YOUR ASSIGNMENT: Go through the listing below and gather every line with the word "usize".

MATERIAL SUPPLIED:

┌──

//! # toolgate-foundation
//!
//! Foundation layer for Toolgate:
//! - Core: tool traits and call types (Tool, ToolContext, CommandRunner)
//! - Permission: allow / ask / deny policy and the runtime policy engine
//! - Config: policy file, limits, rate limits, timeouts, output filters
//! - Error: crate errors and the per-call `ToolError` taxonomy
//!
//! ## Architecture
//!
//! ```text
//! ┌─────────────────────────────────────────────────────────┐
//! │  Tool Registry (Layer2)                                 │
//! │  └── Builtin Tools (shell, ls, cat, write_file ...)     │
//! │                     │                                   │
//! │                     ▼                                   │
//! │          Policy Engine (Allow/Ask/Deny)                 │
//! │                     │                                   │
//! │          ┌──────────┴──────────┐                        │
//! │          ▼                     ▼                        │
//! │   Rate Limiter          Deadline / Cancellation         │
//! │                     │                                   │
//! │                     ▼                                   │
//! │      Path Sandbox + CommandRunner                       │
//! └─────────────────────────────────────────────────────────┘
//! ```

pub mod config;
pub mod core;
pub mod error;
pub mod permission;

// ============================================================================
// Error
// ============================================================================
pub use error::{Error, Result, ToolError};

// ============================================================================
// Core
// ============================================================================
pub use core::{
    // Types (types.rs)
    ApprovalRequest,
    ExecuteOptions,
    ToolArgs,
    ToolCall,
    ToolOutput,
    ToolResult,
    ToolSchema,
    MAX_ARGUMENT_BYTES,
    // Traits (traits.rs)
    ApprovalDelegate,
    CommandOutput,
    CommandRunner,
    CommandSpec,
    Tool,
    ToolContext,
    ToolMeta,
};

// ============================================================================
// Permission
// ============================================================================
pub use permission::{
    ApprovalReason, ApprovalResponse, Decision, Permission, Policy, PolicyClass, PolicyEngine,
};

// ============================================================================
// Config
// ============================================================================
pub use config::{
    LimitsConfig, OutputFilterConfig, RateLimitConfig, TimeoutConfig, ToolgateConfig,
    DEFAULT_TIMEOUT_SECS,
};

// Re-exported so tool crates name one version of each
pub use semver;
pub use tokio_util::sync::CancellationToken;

└──
┌──

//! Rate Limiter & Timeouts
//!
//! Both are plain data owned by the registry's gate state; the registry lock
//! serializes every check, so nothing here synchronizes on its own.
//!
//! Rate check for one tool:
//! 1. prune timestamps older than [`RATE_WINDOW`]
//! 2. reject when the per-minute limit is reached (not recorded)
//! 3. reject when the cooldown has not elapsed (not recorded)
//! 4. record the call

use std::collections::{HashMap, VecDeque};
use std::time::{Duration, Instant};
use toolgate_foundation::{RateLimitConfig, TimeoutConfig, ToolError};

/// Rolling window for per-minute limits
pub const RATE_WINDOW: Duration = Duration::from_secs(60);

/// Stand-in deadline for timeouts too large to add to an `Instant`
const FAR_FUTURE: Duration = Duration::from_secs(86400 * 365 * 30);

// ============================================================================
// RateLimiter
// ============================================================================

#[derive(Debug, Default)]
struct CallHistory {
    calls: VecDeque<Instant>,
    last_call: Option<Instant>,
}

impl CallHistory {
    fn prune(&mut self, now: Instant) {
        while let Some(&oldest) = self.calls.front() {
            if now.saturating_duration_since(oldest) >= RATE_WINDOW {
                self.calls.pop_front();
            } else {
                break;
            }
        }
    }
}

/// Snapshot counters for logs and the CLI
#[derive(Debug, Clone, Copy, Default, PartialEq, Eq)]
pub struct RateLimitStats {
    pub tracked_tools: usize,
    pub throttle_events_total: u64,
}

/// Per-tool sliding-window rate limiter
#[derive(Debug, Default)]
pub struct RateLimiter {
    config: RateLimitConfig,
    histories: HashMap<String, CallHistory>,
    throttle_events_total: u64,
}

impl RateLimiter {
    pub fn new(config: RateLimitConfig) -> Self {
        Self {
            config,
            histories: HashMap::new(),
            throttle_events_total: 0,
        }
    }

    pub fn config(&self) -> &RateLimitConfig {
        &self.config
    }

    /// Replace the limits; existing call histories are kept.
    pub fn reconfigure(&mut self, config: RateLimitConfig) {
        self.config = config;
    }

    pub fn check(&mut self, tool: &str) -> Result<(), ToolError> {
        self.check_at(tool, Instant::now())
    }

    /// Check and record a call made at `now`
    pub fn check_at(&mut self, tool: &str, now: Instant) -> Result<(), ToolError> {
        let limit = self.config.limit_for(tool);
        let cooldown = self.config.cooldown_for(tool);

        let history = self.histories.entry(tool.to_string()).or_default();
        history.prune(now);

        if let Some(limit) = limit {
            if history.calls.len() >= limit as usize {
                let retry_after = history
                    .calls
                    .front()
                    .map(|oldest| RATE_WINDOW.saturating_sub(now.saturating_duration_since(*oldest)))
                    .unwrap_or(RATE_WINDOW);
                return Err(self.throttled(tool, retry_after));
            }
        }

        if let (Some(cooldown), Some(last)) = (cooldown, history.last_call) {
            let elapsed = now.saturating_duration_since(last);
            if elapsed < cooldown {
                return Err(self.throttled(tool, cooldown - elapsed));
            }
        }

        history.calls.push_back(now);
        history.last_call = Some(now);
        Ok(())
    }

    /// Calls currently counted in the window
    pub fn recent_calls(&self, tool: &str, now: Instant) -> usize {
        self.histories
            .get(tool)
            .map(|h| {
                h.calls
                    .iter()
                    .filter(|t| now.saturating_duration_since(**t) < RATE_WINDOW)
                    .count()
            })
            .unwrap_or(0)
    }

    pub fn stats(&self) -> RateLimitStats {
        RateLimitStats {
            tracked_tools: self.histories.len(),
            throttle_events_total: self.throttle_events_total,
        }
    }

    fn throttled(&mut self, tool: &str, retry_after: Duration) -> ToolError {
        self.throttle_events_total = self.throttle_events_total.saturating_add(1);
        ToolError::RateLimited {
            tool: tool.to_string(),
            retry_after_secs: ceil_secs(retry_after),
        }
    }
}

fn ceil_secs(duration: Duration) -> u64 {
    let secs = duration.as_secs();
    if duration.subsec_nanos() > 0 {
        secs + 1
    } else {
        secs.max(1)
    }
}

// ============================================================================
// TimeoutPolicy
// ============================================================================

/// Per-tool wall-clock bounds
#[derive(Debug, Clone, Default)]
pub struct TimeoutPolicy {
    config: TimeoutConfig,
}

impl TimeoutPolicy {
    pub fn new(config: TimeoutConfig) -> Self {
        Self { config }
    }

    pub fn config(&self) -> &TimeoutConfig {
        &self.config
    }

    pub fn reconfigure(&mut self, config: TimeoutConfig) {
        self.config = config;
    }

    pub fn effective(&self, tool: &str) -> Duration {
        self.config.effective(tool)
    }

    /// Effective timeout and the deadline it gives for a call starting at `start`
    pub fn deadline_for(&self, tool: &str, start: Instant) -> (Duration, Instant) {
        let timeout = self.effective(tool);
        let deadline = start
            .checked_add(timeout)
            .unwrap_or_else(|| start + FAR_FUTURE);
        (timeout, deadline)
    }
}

└──

REPLY TO THE EXERCISE:
    pub tracked_tools: usize,
            if history.calls.len() >= limit as usize {
    pub fn recent_calls(&self, tool: &str, now: Instant) -> usize {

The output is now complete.